• _What to produce_: From the listing below, copy only the lines from the line that contains "pub fn router(state: &AppState)" to the line that contains "pub async fn init_indexes(state: &AppState)", counting those two lines as part of the copy.
━━━━━ Provided information ━━━━━
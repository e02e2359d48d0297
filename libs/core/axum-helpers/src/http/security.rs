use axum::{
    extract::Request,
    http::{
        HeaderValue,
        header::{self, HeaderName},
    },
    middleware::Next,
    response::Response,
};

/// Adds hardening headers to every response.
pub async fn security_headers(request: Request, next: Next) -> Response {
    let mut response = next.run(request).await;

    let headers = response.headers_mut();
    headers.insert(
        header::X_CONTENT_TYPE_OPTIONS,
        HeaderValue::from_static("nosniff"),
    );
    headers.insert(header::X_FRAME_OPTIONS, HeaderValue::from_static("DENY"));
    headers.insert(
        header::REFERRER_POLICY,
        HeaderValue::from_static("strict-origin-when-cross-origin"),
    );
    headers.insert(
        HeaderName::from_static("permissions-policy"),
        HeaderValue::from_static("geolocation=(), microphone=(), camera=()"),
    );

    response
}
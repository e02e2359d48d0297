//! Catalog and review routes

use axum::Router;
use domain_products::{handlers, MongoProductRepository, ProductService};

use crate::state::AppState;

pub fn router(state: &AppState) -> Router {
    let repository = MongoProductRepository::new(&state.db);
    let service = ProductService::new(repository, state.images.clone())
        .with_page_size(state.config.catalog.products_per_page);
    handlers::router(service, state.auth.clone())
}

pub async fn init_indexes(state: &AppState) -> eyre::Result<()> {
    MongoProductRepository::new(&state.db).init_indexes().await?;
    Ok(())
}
━━━━━
• _Answer to this problem_:
pub fn router(state: &AppState) -> Router {
    let repository = MongoProductRepository::new(&state.db);
    let service = ProductService::new(repository, state.images.clone())
        .with_page_size(state.config.catalog.products_per_page);
    handlers::router(service, state.auth.clone())
}

pub async fn init_indexes(state: &AppState) -> eyre::Result<()> {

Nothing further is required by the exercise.